Tom Lane [Sat, 30 Mar 2019 16:48:19 +0000 (12:48 -0400)]
Avoid crash in partitionwise join planning under GEQO.
While trying to plan a partitionwise join, we may be faced with cases
where one or both input partitions for a particular segment of the join
have been pruned away. In HEAD and v11, this is problematic because
earlier processing didn't bother to make a pruned RelOptInfo fully
valid. With an upcoming patch to make partition pruning more efficient,
this'll be even more problematic because said RelOptInfo won't exist at
all.
The existing code attempts to deal with this by retroactively making the
RelOptInfo fully valid, but that causes crashes under GEQO because join
planning is done in a short-lived memory context. In v11 we could
probably have fixed this by switching to the planner's main context
while fixing up the RelOptInfo, but that idea doesn't scale well to the
upcoming patch. It would be better not to mess with the base-relation
data structures during join planning, anyway --- that's just a recipe
for order-of-operations bugs.
In many cases, though, we don't actually need the child RelOptInfo,
because if the input is certainly empty then the join segment's result
is certainly empty, so we can skip making a join plan altogether. (The
existing code ultimately arrives at the same conclusion, but only after
doing a lot more work.) This approach works except when the pruned-away
partition is on the nullable side of a LEFT, ANTI, or FULL join, and the
other side isn't pruned. But in those cases the existing code leaves a
lot to be desired anyway --- the correct output is just the result of
the unpruned side of the join, but we were emitting a useless outer join
against a dummy Result. Pending somebody writing code to handle that
more nicely, let's just abandon the partitionwise-join optimization in
such cases.
When the modified code skips making a join plan, it doesn't make a
join RelOptInfo either; this requires some upper-level code to
cope with nulls in part_rels[] arrays. We would have had to have
that anyway after the upcoming patch.
Back-patch to v11 since the crash is demonstrable there.

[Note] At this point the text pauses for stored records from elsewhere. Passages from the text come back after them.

//! Color parsing and the in-place color rewrite primitive.
//!
//! The rewriter walks the tree and hands every color attribute (including
//! declarations inside `style` attributes and `<style>` blocks) to a
//! decision callback. The
//! callback used for themeable icons lives here too: [`themeable_policy`]
//! preserves transparency and absent fills, and maps everything else to the
//! themeable placeholder `currentColor`.

use super::{ColorCallback, ColorTransform, TransformError};
use crate::markup::{Element, MarkupTree, Node};

/// The themeable placeholder: a color that inherits from the rendering
/// context.
pub const THEMEABLE_COLOR: &str = "currentColor";

/// Attributes that carry a paint or color value.
const COLOR_ATTRS: &[&str] = &[
    "fill",
    "stroke",
    "color",
    "stop-color",
    "flood-color",
    "lighting-color",
];

// ============================================================================
// ParsedColor
// ============================================================================

/// A color value recognized in markup text.
#[derive(Debug, Clone, PartialEq, Eq)]
pub enum ParsedColor {
    /// `none` or `transparent`: the absence of paint.
    Empty,
    /// The `currentColor` keyword.
    CurrentColor,
    /// A hex color, normalized to lowercase with its leading `#`.
    Hex(String),
    /// A functional color such as `rgb(…)` or `hsl(…)`, lowercased.
    Function(String),
    /// A named color keyword, lowercased.
    Keyword(String),
}

impl ParsedColor {
    /// Returns true for the empty/transparent sentinel.
    pub fn is_empty(&self) -> bool {
        matches!(self, Self::Empty)
    }
}

/// Parses a raw color string.
///
/// Returns `None` for values that are not colors at all: paint-server
/// references (`url(#…)`), CSS-wide keywords like `inherit`, or malformed
/// text. Callers treat `None` as "leave untouched".
pub fn parse_color(raw: &str) -> Option<ParsedColor> {
    let value = raw.trim();
    if value.is_empty() {
        return Some(ParsedColor::Empty);
    }

    let lower = value.to_ascii_lowercase();
    match lower.as_str() {
        "none" | "transparent" => return Some(ParsedColor::Empty),
        "currentcolor" => return Some(ParsedColor::CurrentColor),
        "inherit" | "initial" | "unset" | "context-fill" | "context-stroke" => return None,
        _ => {}
    }

    if let Some(digits) = lower.strip_prefix('#') {
        let valid = matches!(digits.len(), 3 | 4 | 6 | 8)
            && digits.bytes().all(|b| b.is_ascii_hexdigit());
        return valid.then(|| ParsedColor::Hex(lower));
    }

    if lower.starts_with("url(") {
        return None;
    }

    if (lower.starts_with("rgb(")
        || lower.starts_with("rgba(")
        || lower.starts_with("hsl(")
        || lower.starts_with("hsla("))
        && lower.ends_with(')')
    {
        return Some(ParsedColor::Function(lower));
    }

    if !lower.is_empty() && lower.bytes().all(|b| b.is_ascii_alphabetic()) {
        return Some(ParsedColor::Keyword(lower));
    }

    None
}

// ============================================================================
// Themeable policy
// ============================================================================

/// The color decision applied to themeable icons.
///
/// Preserves absent/transparent paint (`none`, `transparent`, unparseable
/// values) and replaces every real color with [`THEMEABLE_COLOR`]. Applying
/// the policy twice yields the same markup as applying it once.
pub fn themeable_policy(_attr: &str, raw: &str, color: Option<&ParsedColor>) -> String {
    match color {
        None => raw.to_string(),
        Some(c) if c.is_empty() => raw.to_string(),
        Some(_) => THEMEABLE_COLOR.to_string(),
    }
}

// ============================================================================
// DefaultColorRewriter
// ============================================================================

/// The built-in color rewrite primitive.
pub struct DefaultColorRewriter;

impl ColorTransform for DefaultColorRewriter {
    fn rewrite(
        &self,
        tree: &mut MarkupTree,
        callback: &mut ColorCallback<'_>,
    ) -> Result<(), TransformError> {
        rewrite_element(tree.root_mut(), callback);
        Ok(())
    }
}

fn rewrite_element(element: &mut Element, callback: &mut ColorCallback<'_>) {
    for (name, value) in &mut element.attrs {
        if COLOR_ATTRS.contains(&name.as_str()) {
            let replacement = callback(name, value, parse_color(value).as_ref());
            if replacement != *value {
                *value = replacement;
            }
        } else if name == "style" {
            let rewritten = rewrite_style(value, callback);
            if rewritten != *value {
                *value = rewritten;
            }
        }
    }

    if element.name == "style" {
        for node in &mut element.children {
            if let Node::Text(css) = node {
                let rewritten = rewrite_css_text(css, callback);
                if rewritten != *css {
                    *css = rewritten;
                }
            }
        }
    }

    for node in &mut element.children {
        if let Node::Element(child) = node {
            rewrite_element(child, callback);
        }
    }
}

/// Rewrites color declarations inside a CSS rule body (`selector { … }`),
/// leaving selectors and text outside braces untouched.
fn rewrite_css_text(css: &str, callback: &mut ColorCallback<'_>) -> String {
    let mut out = String::new();
    let mut rest = css;
    while let Some(open) = rest.find('{') {
        let (head, tail) = rest.split_at(open + 1);
        out.push_str(head);
        match tail.find('}') {
            Some(close) => {
                out.push_str(&rewrite_style(&tail[..close], callback));
                out.push('}');
                rest = &tail[close + 1..];
            }
            None => {
                out.push_str(tail);
                return out;
            }
        }
    }
    out.push_str(rest);
    out
}

/// Rewrites color declarations inside a `style` attribute, preserving every
/// other declaration and the original ordering.
fn rewrite_style(style: &str, callback: &mut ColorCallback<'_>) -> String {
    let mut out = Vec::new();
    for declaration in style.split(';') {
        if declaration.trim().is_empty() {
            continue;
        }
        match declaration.split_once(':') {
            Some((property, value)) if COLOR_ATTRS.contains(&property.trim()) => {
                let property = property.trim();
                let value = value.trim();
                let replacement = callback(property, value, parse_color(value).as_ref());
                out.push(format!("{property}:{replacement}"));
            }
            _ => out.push(declaration.trim().to_string()),
        }
    }
    out.join(";")
}

// ============================================================================
// Tests
// ============================================================================

#[cfg(test)]
mod tests {
    use super::*;

    fn rewrite_themeable(source: &str) -> String {
        let mut tree = MarkupTree::parse(source).unwrap();
        DefaultColorRewriter
            .rewrite(&mut tree, &mut themeable_policy)
            .unwrap();
        tree.to_string()
    }

    #[test]
    fn parse_color_recognizes_hex_forms() {
        assert_eq!(parse_color("#AbC"), Some(ParsedColor::Hex("#abc".into())));
        assert_eq!(
            parse_color("#112233"),
            Some(ParsedColor::Hex("#112233".into()))
        );
        assert_eq!(parse_color("#12345g"), None);
    }

    #[test]
    fn parse_color_empty_sentinels() {
        assert_eq!(parse_color("none"), Some(ParsedColor::Empty));
        assert_eq!(parse_color("Transparent"), Some(ParsedColor::Empty));
        assert_eq!(parse_color(""), Some(ParsedColor::Empty));
        assert!(parse_color("none").unwrap().is_empty());
    }

    #[test]
    fn parse_color_leaves_references_and_css_keywords_alone() {
        assert_eq!(parse_color("url(#gradient)"), None);
        assert_eq!(parse_color("inherit"), None);
    }

    #[test]
    fn policy_preserves_empty_and_unparseable() {
        assert_eq!(themeable_policy("fill", "none", Some(&ParsedColor::Empty)), "none");
        assert_eq!(themeable_policy("fill", "url(#g)", None), "url(#g)");
    }

    #[test]
    fn policy_rewrites_real_colors() {
        assert_eq!(
            themeable_policy("fill", "#112233", Some(&ParsedColor::Hex("#112233".into()))),
            THEMEABLE_COLOR
        );
        assert_eq!(
            themeable_policy("stroke", "red", Some(&ParsedColor::Keyword("red".into()))),
            THEMEABLE_COLOR
        );
    }

    #[test]
    fn rewrites_fill_and_stroke_attributes() {
        let out = rewrite_themeable(
            r##"<svg viewBox="0 0 8 8"><path fill="#112233" stroke="red" d="M0 0z"/></svg>"##,
        );
        assert!(out.contains(r#"fill="currentColor""#));
        assert!(out.contains(r#"stroke="currentColor""#));
        assert!(!out.contains("#112233"));
    }

    #[test]
    fn preserves_none_fills() {
        let out = rewrite_themeable(
            r##"<svg viewBox="0 0 8 8"><path fill="none" stroke="#000" d="M0 0z"/></svg>"##,
        );
        assert!(out.contains(r#"fill="none""#));
        assert!(out.contains(r#"stroke="currentColor""#));
    }

    #[test]
    fn rewrites_style_declarations() {
        let out = rewrite_themeable(
            r##"<svg viewBox="0 0 8 8"><path style="fill:#123;stroke-width:2" d="M0 0z"/></svg>"##,
        );
        assert!(out.contains("fill:currentColor"));
        assert!(out.contains("stroke-width:2"));
    }

    #[test]
    fn rewrites_declarations_inside_style_elements() {
        let out = rewrite_themeable(
            r##"<svg viewBox="0 0 8 8"><style>.a{fill:#123;stroke-width:2}.b{stroke:#456}</style><path class="a" d="M0 0z"/></svg>"##,
        );
        assert!(out.contains(".a{fill:currentColor;stroke-width:2}"));
        assert!(out.contains(".b{stroke:currentColor}"));
        assert!(!out.contains("#123"));
        assert!(!out.contains("#456"));
    }

    #[test]
    fn rewrite_is_idempotent() {
        let source = r##"<svg viewBox="0 0 8 8"><style>.a{fill:#123}</style><path fill="#112233" d="M0 0z"/><rect fill="none" style="stroke:#fff" width="8" height="8"/></svg>"##;
        let once = rewrite_themeable(source);
        let twice = rewrite_themeable(&once);
        assert_eq!(once, twice);
    }
}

Thomas Munro [Wed, 27 Mar 2019 08:16:50 +0000 (21:16 +1300)]
Fix off-by-one error in txid_status().
The transaction ID returned by GetNextXidAndEpoch() is in the future,
so we can't attempt to access its status or we might try to read a
CLOG page that doesn't exist. The > vs >= confusion probably stemmed
from the choice of a variable name containing the word "last" instead
of "next", so fix that too.
Back-patch to 10 where the function arrived.
Author: Thomas Munro
Discussion: https://postgr.es/m/CA%2BhUKG%2Buua_BV5cyfsioKVN2d61Lukg28ECsWTXKvh%3DBtN2DPA%40mail.gmail.com
Tomas Vondra [Wed, 27 Mar 2019 01:39:39 +0000 (02:39 +0100)]
Track unowned relations in doubly-linked list
Relations dropped in a single transaction are tracked in a list of
unowned relations. With large number of dropped relations this resulted
in poor performance at the end of a transaction, when the relations are
removed from the singly linked list one by one.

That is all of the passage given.